1.Coexist - Seems that this sticker is meant for those that don't believe in any religion in particular, and those that believe in all of them within some personalized system. For all of those who fervently believe in their religion of choice (or fate) this sticker is a fucking joke. It basically marks the car of a person who is being "tolerant," but can't commit/doesn't see the light, etc.

2.Stick Family - This one so often appears on SUV's and the like, because it excuses, either intentionally or unintentionally, the "necessity for having a big car. It's the whole big car mythos: I am a big man or a strong mother figure, and I need my big protective car fortress because I am more valuable than other people who have no spawn to shuttle around from school to soccer practice, from dance class to summer camp.

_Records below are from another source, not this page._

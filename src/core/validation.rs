//! Input validation for anything that ends up in an argument vector.
//!
//! Targets are checked against an allow-set (letters, digits, `.`, `-`, `:`,
//! `/`). Secondary arguments are checked against a deny-set of shell
//! metacharacters, because they need a wider syntax (port ranges, flag
//! values). Both functions are pure and may be called from any entry point.

use thiserror::Error;

/// Characters never accepted in a free-form argument
pub const DENIED_CHARACTERS: [char; 13] = [
    '&', '|', ';', '$', '`', '\n', '(', ')', '<', '>', '"', '\'', '\\',
];

/// Validation failures
#[derive(Debug, Clone, PartialEq, Eq, Error)]
pub enum ValidationError {
    #[error("Invalid target format: {0}")]
    InvalidFormat(String),

    #[error("Invalid character in input: {0:?}")]
    InvalidCharacter(char),
}

impl ValidationError {
    /// Short name of the failure, safe to log without the offending value
    pub fn kind(&self) -> &'static str {
        match self {
            Self::InvalidFormat(_) => "invalid_format",
            Self::InvalidCharacter(_) => "invalid_character",
        }
    }
}

fn is_target_char(c: char) -> bool {
    c.is_ascii_alphanumeric() || matches!(c, '.' | '-' | ':' | '/')
}

/// Accept a target only if it is non-empty and every character is in the allow-set
pub fn validate_target(raw: &str) -> Result<&str, ValidationError> {
    if raw.is_empty() || !raw.chars().all(is_target_char) {
        return Err(ValidationError::InvalidFormat(raw.to_string()));
    }
    Ok(raw)
}

/// Accept an argument only if it contains none of the denied characters
pub fn validate_argument(raw: &str) -> Result<&str, ValidationError> {
    match raw.chars().find(|c| DENIED_CHARACTERS.contains(c)) {
        Some(c) => Err(ValidationError::InvalidCharacter(c)),
        None => Ok(raw),
    }
}

/// Validate a list of arguments, stopping at the first failure
pub fn validate_arguments<S: AsRef<str>>(args: &[S]) -> Result<(), ValidationError> {
    for arg in args {
        validate_argument(arg.as_ref())?;
    }
    Ok(())
}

3.Baby on Board - Close to the above in arrogance, but worse because the graphic of the baby is often that really stupid one - where the baby is wearing sunglasses and a dumb hat, and because it suggests that the operator of the vehicle has an excuse to drive in any possible way that might be inconvenient to surrounding cars. The idea that truly special cargo is being carried is just really depressing in a profound way for me.

4.Political Stickers (American, Left or Right)
Maybe it is an unwise decision to include this category because during those moments when I'm driving and I see a real whacko driving a car covered in political propaganda, it truly brightens up my day. However, the notion that you have to tell people who you voted for or what you think is right in accordance with a spoonfed political ideology is just obnoxious - keep it to yourself, motherfucker.

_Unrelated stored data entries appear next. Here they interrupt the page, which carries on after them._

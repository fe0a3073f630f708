//! Configuration for storage paths and scan defaults.
//!
//! Configuration sources (highest priority first):
//! 1. Environment variables (SCAN_DB_PATH, RESULTS_PATH, RECONBRIDGE_HOME)
//! 2. Config file (.reconbridge/config.yaml)
//! 3. Defaults (~/.reconbridge)
//!
//! Config file discovery:
//! - Searches current directory and parents for .reconbridge/config.yaml
//! - Paths in config file are relative to the project root (the parent of .reconbridge/)

use std::path::{Path, PathBuf};
use std::sync::OnceLock;
use std::time::Duration;

use anyhow::{Context, Result};
use serde::Deserialize;

use crate::core::ArtifactPolicy;

/// Global cached configuration (stores Result to handle init errors)
static CONFIG: OnceLock<Result<ResolvedConfig, String>> = OnceLock::new();

pub const ENV_DB_PATH: &str = "SCAN_DB_PATH";
pub const ENV_RESULTS_PATH: &str = "RESULTS_PATH";
pub const ENV_HOME: &str = "RECONBRIDGE_HOME";

/// Raw config file schema (matches YAML structure)
#[derive(Debug, Clone, Deserialize)]
pub struct ConfigFile {
    pub version: String,
    #[serde(default)]
    pub paths: PathsConfig,
    #[serde(default)]
    pub scans: Option<ScansConfig>,
    #[serde(default)]
    pub artifacts: Option<ArtifactsConfig>,
}

#[derive(Debug, Clone, Default, Deserialize)]
pub struct PathsConfig {
    /// Audit database file (relative to project root)
    pub database: Option<String>,
    /// Artifact directory (relative to project root)
    pub results: Option<String>,
}

#[derive(Debug, Clone, Deserialize)]
pub struct ScansConfig {
    pub basic_timeout_seconds: Option<u64>,
    pub advanced_timeout_seconds: Option<u64>,
}

#[derive(Debug, Clone, Deserialize)]
pub struct ArtifactsConfig {
    pub policy: Option<ArtifactPolicy>,
}

/// Resolved configuration with absolute paths
#[derive(Debug, Clone)]
pub struct ResolvedConfig {
    /// Base directory for defaults
    pub home: PathBuf,
    /// Audit database file
    pub db_path: PathBuf,
    /// Artifact directory
    pub results_dir: PathBuf,
    /// Path to config file (if found)
    pub config_file: Option<PathBuf>,
    /// Per-tool timeouts
    pub scans: ScanSettings,
    /// Artifact persistence
    pub artifacts: ArtifactSettings,
}

#[derive(Debug, Clone, PartialEq, Eq)]
pub struct ScanSettings {
    pub basic_timeout_seconds: u64,
    pub advanced_timeout_seconds: u64,
}

impl Default for ScanSettings {
    fn default() -> Self {
        Self {
            basic_timeout_seconds: 600,     // 10 min
            advanced_timeout_seconds: 1800, // 30 min
        }
    }
}

impl ScanSettings {
    pub fn basic_timeout(&self) -> Duration {
        Duration::from_secs(self.basic_timeout_seconds)
    }

    pub fn advanced_timeout(&self) -> Duration {
        Duration::from_secs(self.advanced_timeout_seconds)
    }
}

#[derive(Debug, Clone, Default, PartialEq, Eq)]
pub struct ArtifactSettings {
    pub policy: ArtifactPolicy,
}

impl ResolvedConfig {
    /// Defaults rooted at `home`
    pub fn with_home(home: PathBuf) -> Self {
        Self {
            db_path: home.join("scans.db"),
            results_dir: home.join("results"),
            home,
            config_file: None,
            scans: ScanSettings::default(),
            artifacts: ArtifactSettings::default(),
        }
    }

    /// Replace the storage paths (CLI overrides)
    pub fn with_overrides(mut self, db_path: Option<PathBuf>, results_dir: Option<PathBuf>) -> Self {
        if let Some(db_path) = db_path {
            self.db_path = db_path;
        }
        if let Some(results_dir) = results_dir {
            self.results_dir = results_dir;
        }
        self
    }
}

/// Find config file by searching current directory and parents
fn find_config_file() -> Option<PathBuf> {
    let mut current = std::env::current_dir().ok()?;

    loop {
        let config_path = current.join(".reconbridge").join("config.yaml");
        if config_path.exists() {
            return Some(config_path);
        }

        if !current.pop() {
            break;
        }
    }

    None
}

/// Load and parse config file
fn load_config_file(path: &Path) -> Result<ConfigFile> {
    let content = std::fs::read_to_string(path)
        .with_context(|| format!("Failed to read config file: {}", path.display()))?;

    serde_yaml::from_str(&content)
        .with_context(|| format!("Failed to parse config file: {}", path.display()))
}

/// Resolve a path that may be relative to the project root
fn resolve_path(base: &Path, path_str: &str) -> PathBuf {
    let path = PathBuf::from(path_str);
    if path.is_absolute() {
        path
    } else {
        base.join(path)
    }
}

/// Resolve configuration from an environment lookup, an optional config file
/// and a default home directory
fn resolve<F>(env: F, config_file: Option<PathBuf>, default_home: PathBuf) -> Result<ResolvedConfig>
where
    F: Fn(&str) -> Option<String>,
{
    let home = env(ENV_HOME).map(PathBuf::from).unwrap_or(default_home);
    let mut resolved = ResolvedConfig::with_home(home);

    if let Some(ref config_path) = config_file {
        let config = load_config_file(config_path)?;

        // Base directory is the parent of .reconbridge/ (i.e., grandparent of config.yaml)
        let base_dir = config_path
            .parent() // .reconbridge/
            .and_then(|p| p.parent()) // project root
            .unwrap_or(Path::new("."));

        if let Some(ref db) = config.paths.database {
            resolved.db_path = resolve_path(base_dir, db);
        }
        if let Some(ref results) = config.paths.results {
            resolved.results_dir = resolve_path(base_dir, results);
        }

        if let Some(scans) = config.scans {
            let defaults = ScanSettings::default();
            resolved.scans = ScanSettings {
                basic_timeout_seconds: scans
                    .basic_timeout_seconds
                    .unwrap_or(defaults.basic_timeout_seconds),
                advanced_timeout_seconds: scans
                    .advanced_timeout_seconds
                    .unwrap_or(defaults.advanced_timeout_seconds),
            };
        }

        if let Some(policy) = config.artifacts.and_then(|a| a.policy) {
            resolved.artifacts.policy = policy;
        }
    }

    // Environment always wins over the config file
    if let Some(db) = env(ENV_DB_PATH) {
        resolved.db_path = PathBuf::from(db);
    }
    if let Some(results) = env(ENV_RESULTS_PATH) {
        resolved.results_dir = PathBuf::from(results);
    }

    resolved.config_file = config_file;
    Ok(resolved)
}

/// Load configuration from all sources
fn load_config() -> Result<ResolvedConfig> {
    let default_home = dirs::home_dir()
        .context("Failed to determine home directory")?
        .join(".reconbridge");

    resolve(
        |key| std::env::var(key).ok().filter(|v| !v.is_empty()),
        find_config_file(),
        default_home,
    )
}

/// Get the global configuration (loads once, then cached)
pub fn config() -> Result<&'static ResolvedConfig> {
    let result = CONFIG.get_or_init(|| load_config().map_err(|e| format!("{:#}", e)));

    match result {
        Ok(config) => Ok(config),
        Err(e) => anyhow::bail!("{}", e),
    }
}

5. I can't narrow it down further here, but will just lump in preachy Vegan stickers, and bad neo-Pagan puns, all manners of Christian stickers that try to convey a message, "My Child Graduated From 'X' University," "My Child Is In The Military," etc. Maybe, now that I am thinking about it, this list, if actually fleshed out, would spare very little and that's because I am a curmudgeon. But the important thing to remember in this day and age is that my opinion isn't important, and maybe that's a big part of why I can't hang with Social Media Internet.


On a final note, let's enjoy a list of the various drinks I have concocted and enjoyed this summer, excusing their frequent consumption on having to live with a fucking douchebag for a housemate (he's just moved out):

1.Mexican Michelada - Now I'm not talking about mixing Clamato and Beer together. I tried that at the opening of the summer, but wasted so much Clamato, being unable to add very much of it to the drink. It didn't taste good by any stretch of the imagination and is mostly sold in 16 oz size and up. After doing a bit of reading about Clamato I decided that it most definitely is garbage, being a high-fructose, watered down tomato beverage. So, I've been using canned Tomato juice, a little clam juice, Worcester sauce, Maggi Jugo Seasoning Sauce, Tabasco sauce, a little salt and black pepper, fresh-squeezed lime juice, and Bohemia Pilsner (the BEST Mexican beer I've ever tasted and a good beer in general).

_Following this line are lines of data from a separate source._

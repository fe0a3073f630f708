//! Text reports for scan outcomes and audit history.

use std::fmt::Write;

use crate::core::{AuditOutcome, ScanOutcome};
use crate::domain::AuditRecord;
use crate::tools::extract_ports;

const RULE_WIDTH: usize = 50;

/// Human-readable report for one scan
pub fn scan_report(outcome: &ScanOutcome) -> String {
    let mut out = String::new();
    let result = &outcome.result;

    if result.succeeded {
        let _ = writeln!(out, "✅ {} complete", outcome.request.tool);
        let _ = writeln!(out, "Target: {}", outcome.request.target);
        let _ = writeln!(out, "Command: {}", outcome.command);
        let _ = writeln!(out);

        let ports = extract_ports(&result.stdout);
        let _ = writeln!(out, "📊 Ports ({}):", ports.len());
        for port in &ports {
            let _ = writeln!(out, "  {:<12} {:<16} {}", port.port, port.state, port.service);
        }
        let _ = writeln!(out);
        let _ = writeln!(out, "📝 Raw Output:");
        let _ = writeln!(out, "{}", result.stdout.trim_end());
    } else {
        let reason = if result.stderr.trim().is_empty() {
            format!("exit status {}", result.exit_status)
        } else {
            result.stderr.trim().to_string()
        };
        let _ = writeln!(out, "❌ Scan failed: {}", reason);
    }

    let _ = writeln!(out);
    match outcome.artifact_reference() {
        Some(path) => {
            let _ = writeln!(out, "💾 Saved to: {}", path);
        }
        None => {
            if let Some(ref e) = outcome.artifact_error {
                let _ = writeln!(out, "⚠️  Output not saved: {}", e);
            }
        }
    }

    match &outcome.audit {
        AuditOutcome::Recorded(id) => {
            let _ = writeln!(out, "🗂  Audit record #{}", id);
        }
        AuditOutcome::Impaired(e) => {
            let _ = writeln!(out, "⚠️  WARNING: audit trail impaired, scan was not recorded: {}", e);
        }
    }

    out
}

/// Human-readable listing of audit records
pub fn history_report(records: &[AuditRecord]) -> String {
    if records.is_empty() {
        return "No scan history found.\n".to_string();
    }

    let rule = "-".repeat(RULE_WIDTH);
    let mut out = format!("📊 Scan History\n{}\n\n", "=".repeat(RULE_WIDTH));
    for record in records {
        let _ = writeln!(out, "#{}", record.id);
        let _ = writeln!(out, "Timestamp: {}", record.timestamp.to_rfc3339());
        let _ = writeln!(out, "Tool: {}", record.tool);
        let _ = writeln!(out, "Target: {}", record.target);
        let _ = writeln!(out, "Command: {}", record.command);
        let _ = writeln!(out, "Status: {}", record.status);
        let _ = writeln!(
            out,
            "Result File: {}",
            record.artifact.as_deref().unwrap_or("N/A")
        );
        let _ = writeln!(out, "{}", rule);
    }
    out
}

2.Chilcano - Got a bit bored of these by late June and they are really dependent on having a tasty Pisco around. Course the ginger ale adds all kinds of sugar which makes this a poor choice for a late night beverage.

3.Gin and Tonic - Last summer was all about perfecting the Spanish Gin and tonic, but this summer I said "fuck it" to the notion of including juniper berries and lavender and pink peppercorn and a bunch of other stuff, and made it the British way, with Gin & Lime, and (most importantly) Fever Tree's regular Tonic water, which has now spoiled me and rendered all attempts at using cheap tonic water unsuccessful.

4.Mezcal Mule - Tried a few variations on this but the best result was rather accidental, with no attention to measurements. However, at some point I could no longer rationalize using delicious mezcal for summery cocktail experiments as it is too expensive and too enjoyable by itself.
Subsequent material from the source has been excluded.